EU Targets Insurers with New 100% Capital Rule for Crypto Assets

Mar 30, 2025 at 09:00 pm

European regulators are moving to implement stricter rules for insurers investing in digital currencies, marking a significant shift in the EU's approach to cryptocurrencies.

EU Targets Insurers with New 100% Capital Rule for Crypto Assets

European regulators are planning to impose stricter capital requirements on insurers investing in digital currencies, aiming to limit the institutions' exposure to the volatile crypto market.

The European Insurance and Occupational Pensions Authority (Eiopa) has recommended that insurers be required to hold capital equivalent to 100% of the value of any crypto assets they hold.

The proposal, part of Eiopa's suggestions for the upcoming Solvency II review, is intended to discourage further investment in digital assets by making it much more expensive for insurers to hold such assets.

Currently, most insurers must allocate capital covering between 60% and 80% of their crypto holdings.
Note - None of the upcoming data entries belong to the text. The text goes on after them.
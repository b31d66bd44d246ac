//! Boundary scan and outbound entity transfer
//!
//! Each scan classifies every local entity against the assigned zone and
//! pushes the ones that left to their new owner. Players go through the
//! coordinator so ownership stays single; other entities are routed by
//! position and destroyed when no server owns their destination.
//!
//! A failure for one entity is logged and counted, then the scan moves on.
//! The entity stays here and is retried on the next scan.

use crate::boundary::{classify, Crossing, ProjectileWindow};
use crate::entity::{Entity, EntityStore};
use crate::pool::{Connector, PeerConnection, PeerConnectionPool, UdpConnector};
use log::{debug, info, warn};
use shared::metrics::MetricsSink;
use shared::rpc::CoordinatorClient;
use shared::{
    EntityKind, EntitySnapshot, HandoffError, PlayerId, ServerId, ServerInfo, TransferDirective,
    TransportError, Vec2, Zone, ZoneGrid,
};
use std::future::Future;
use std::net::SocketAddr;
use std::sync::Arc;
use std::time::{Duration, Instant};
use tokio::sync::RwLock;

/// Ownership lookups used by the scan.
pub trait OwnershipResolver: Send + Sync + 'static {
    fn initiate_transfer(
        &self,
        player_id: PlayerId,
        position: Vec2,
    ) -> impl Future<Output = Result<Option<TransferDirective>, TransportError>> + Send;

    fn complete_transfer(
        &self,
        player_id: PlayerId,
        server_id: &ServerId,
    ) -> impl Future<Output = Result<(), TransportError>> + Send;

    fn server_for_position(
        &self,
        position: Vec2,
    ) -> impl Future<Output = Result<Option<ServerInfo>, TransportError>> + Send;
}

impl OwnershipResolver for CoordinatorClient {
    async fn initiate_transfer(
        &self,
        player_id: PlayerId,
        position: Vec2,
    ) -> Result<Option<TransferDirective>, TransportError> {
        CoordinatorClient::initiate_transfer(self, player_id, position).await
    }

    async fn complete_transfer(
        &self,
        player_id: PlayerId,
        server_id: &ServerId,
    ) -> Result<(), TransportError> {
        CoordinatorClient::complete_transfer(self, player_id, server_id).await
    }

    async fn server_for_position(&self, position: Vec2) -> Result<Option<ServerInfo>, TransportError> {
        self.get_server_for_position(position).await
    }
}

#[derive(Debug, Clone, Copy, PartialEq)]
pub struct TransferConfig {
    /// Deadline for one `TransferEntityIn` attempt.
    pub push_deadline: Duration,
    pub window: ProjectileWindow,
}

impl Default for TransferConfig {
    fn default() -> Self {
        Self {
            push_deadline: Duration::from_secs(2),
            window: ProjectileWindow::default(),
        }
    }
}

/// Counts from one scan.
#[derive(Debug, Default, Clone, Copy, PartialEq, Eq)]
pub struct ScanReport {
    pub scanned: usize,
    pub handed_off: usize,
    /// Players outside the zone with no server to take them.
    pub retained: usize,
    pub destroyed: usize,
    pub failed: usize,
}

#[derive(Debug, Clone, Copy, PartialEq, Eq)]
enum Outcome {
    HandedOff,
    Retained,
    Destroyed,
    Kept,
}

pub struct BoundaryScanner<R, C: Connector = UdpConnector> {
    server_id: ServerId,
    grid: ZoneGrid,
    config: TransferConfig,
    resolver: Arc<R>,
    pool: Arc<PeerConnectionPool<C>>,
    metrics: Arc<dyn MetricsSink>,
}

impl<R: OwnershipResolver, C: Connector> BoundaryScanner<R, C> {
    pub fn new(
        server_id: ServerId,
        grid: ZoneGrid,
        config: TransferConfig,
        resolver: Arc<R>,
        pool: Arc<PeerConnectionPool<C>>,
        metrics: Arc<dyn MetricsSink>,
    ) -> Self {
        Self {
            server_id,
            grid,
            config,
            resolver,
            pool,
            metrics,
        }
    }

    pub fn config(&self) -> &TransferConfig {
        &self.config
    }

    /// Scans `entities` against `zone` and transfers whatever left it.
    ///
    /// The store lock is never held across a call to another process.
    pub async fn scan(&self, entities: &RwLock<EntityStore>, zone: Zone) -> ScanReport {
        let now = Instant::now();
        let (scanned, candidates) = self.collect_candidates(entities, zone, now).await;
        let mut report = ScanReport {
            scanned,
            ..ScanReport::default()
        };

        for (entity, crossing) in candidates {
            match self.transfer_one(&entity, crossing, now).await {
                Ok(Outcome::HandedOff) => {
                    entities.write().await.remove(entity.id);
                    report.handed_off += 1;
                }
                Ok(Outcome::Destroyed) => {
                    entities.write().await.remove(entity.id);
                    report.destroyed += 1;
                }
                Ok(Outcome::Retained) => report.retained += 1,
                Ok(Outcome::Kept) => {}
                Err(e) => {
                    warn!(
                        "Transfer of {:?} {} failed ({}): {}",
                        entity.kind,
                        entity.id,
                        e.kind(),
                        e
                    );
                    if let HandoffError::StaleConnection(peer) = e {
                        self.pool.invalidate(peer);
                    }
                    report.failed += 1;
                }
            }
        }

        self.metrics.counter("scan.handed_off", report.handed_off as u64);
        self.metrics.counter("scan.destroyed", report.destroyed as u64);
        self.metrics.counter("scan.failed", report.failed as u64);
        report
    }

    async fn collect_candidates(
        &self,
        entities: &RwLock<EntityStore>,
        zone: Zone,
        now: Instant,
    ) -> (usize, Vec<(Entity, Crossing)>) {
        let mut store = entities.write().await;
        let mut candidates = Vec::new();

        for entity in store.iter_mut() {
            let crossing = classify(&self.grid, zone, entity, &self.config.window);
            match crossing {
                Crossing::Inside => entity.left_origin_at = None,
                Crossing::Outside { .. } => {
                    entity.left_origin_at.get_or_insert(now);
                    candidates.push((entity.clone(), crossing));
                }
                Crossing::Leaving { .. } => candidates.push((entity.clone(), crossing)),
            }
        }

        (store.len(), candidates)
    }

    async fn transfer_one(
        &self,
        entity: &Entity,
        crossing: Crossing,
        now: Instant,
    ) -> Result<Outcome, HandoffError> {
        match entity.kind {
            EntityKind::Player => self.transfer_player(entity).await,
            _ => self.transfer_by_position(entity, crossing, now).await,
        }
    }

    async fn transfer_player(&self, entity: &Entity) -> Result<Outcome, HandoffError> {
        let Some(directive) = self
            .resolver
            .initiate_transfer(entity.id, entity.position)
            .await?
        else {
            self.reclaim_player(entity).await?;
            return Ok(Outcome::Retained);
        };

        let target = directive.target_server;
        if target.server_id == self.server_id {
            return Ok(Outcome::Retained);
        }

        if !self.push(target.endpoint, entity.snapshot(), None).await? {
            return Err(HandoffError::Protocol(format!(
                "{} declined player {}",
                target.server_id, entity.id
            )));
        }

        // Until confirmed, the coordinator keeps re-issuing the directive,
        // and the target accepts the repeat.
        if let Err(e) = self
            .resolver
            .complete_transfer(entity.id, &target.server_id)
            .await
        {
            warn!(
                "Could not confirm player {} on {}: {}",
                entity.id, target.server_id, e
            );
        }

        info!(
            "Player {} handed off from {} to {}",
            entity.id, self.server_id, target.server_id
        );
        Ok(Outcome::HandedOff)
    }

    /// Handles a player outside the zone that got no directive.
    ///
    /// Either nobody owns where it went, or the coordinator has lost track
    /// of it and recorded the destination server as its owner. In the
    /// second case this server still holds the player, so it claims the
    /// player back and the next scan receives a directive.
    async fn reclaim_player(&self, entity: &Entity) -> Result<(), HandoffError> {
        let owner = self.resolver.server_for_position(entity.position).await?;
        match owner {
            Some(owner) if owner.server_id != self.server_id => {
                info!(
                    "Coordinator places player {} on {} while {} holds it, reclaiming",
                    entity.id, owner.server_id, self.server_id
                );
                self.resolver
                    .complete_transfer(entity.id, &self.server_id)
                    .await?;
            }
            _ => debug!(
                "No transfer target for player {} at {}, keeping it",
                entity.id, entity.position
            ),
        }
        Ok(())
    }

    async fn transfer_by_position(
        &self,
        entity: &Entity,
        crossing: Crossing,
        now: Instant,
    ) -> Result<Outcome, HandoffError> {
        let destination = match crossing {
            Crossing::Inside => return Ok(Outcome::Kept),
            Crossing::Outside { zone } | Crossing::Leaving { zone } => self.grid.bounds(zone).center(),
        };

        let target = self
            .resolver
            .server_for_position(destination)
            .await?
            .filter(|t| t.server_id != self.server_id);

        let Some(target) = target else {
            if matches!(crossing, Crossing::Outside { .. }) {
                debug!(
                    "No server owns {}, destroying {:?} {}",
                    entity.position, entity.kind, entity.id
                );
                return Ok(Outcome::Destroyed);
            }
            // Still inside; it is destroyed once it actually leaves.
            return Ok(Outcome::Kept);
        };

        let left_origin_ms = entity
            .left_origin_at
            .map(|at| now.saturating_duration_since(at).as_millis() as u64);

        if self.push(target.endpoint, entity.snapshot(), left_origin_ms).await? {
            debug!("{:?} {} handed off to {}", entity.kind, entity.id, target.server_id);
            Ok(Outcome::HandedOff)
        } else {
            Ok(Outcome::Kept)
        }
    }

    /// One `TransferEntityIn` with a single retry on timeout.
    async fn push(
        &self,
        peer: SocketAddr,
        snapshot: EntitySnapshot,
        left_origin_ms: Option<u64>,
    ) -> Result<bool, HandoffError> {
        let conn = self.pool.get_or_create(peer).await?;
        let deadline = self.config.push_deadline;

        let result = match conn
            .transfer_entity_in(snapshot.clone(), left_origin_ms, deadline)
            .await
        {
            Err(e) if e.is_timeout() => {
                debug!("Transfer of {} to {} timed out, retrying once", snapshot.id, peer);
                conn.transfer_entity_in(snapshot, left_origin_ms, deadline).await
            }
            other => other,
        };

        match result {
            Ok(accepted) => Ok(accepted),
            Err(e) if conn.is_stale() => {
                debug!("Connection to {} went stale: {}", peer, e);
                Err(HandoffError::StaleConnection(peer))
            }
            Err(e) => Err(e.into()),
        }
    }
}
However, the new regulation would impose full capital coverage for all crypto assets, including popular cryptocurrencies like Bitcoin and Ethereum, as well as stablecoins and tokenized assets linked to traditional financial instruments such as debt or equities.

This would be the first time Eiopa has set such stringent capital requirements on any asset class held by insurers.

While the proposed rules present a tougher stance on cryptocurrencies, they are not anticipated to have a major immediate impact. At the end of 2023, European insurers held a total of €655 million worth of crypto assets, which represents less than 0.01% of their overall assets, valued at €9.6 trillion.

The majority of these holdings are in Luxembourg, suggesting that the exposure is likely through investment funds rather than direct crypto ownership.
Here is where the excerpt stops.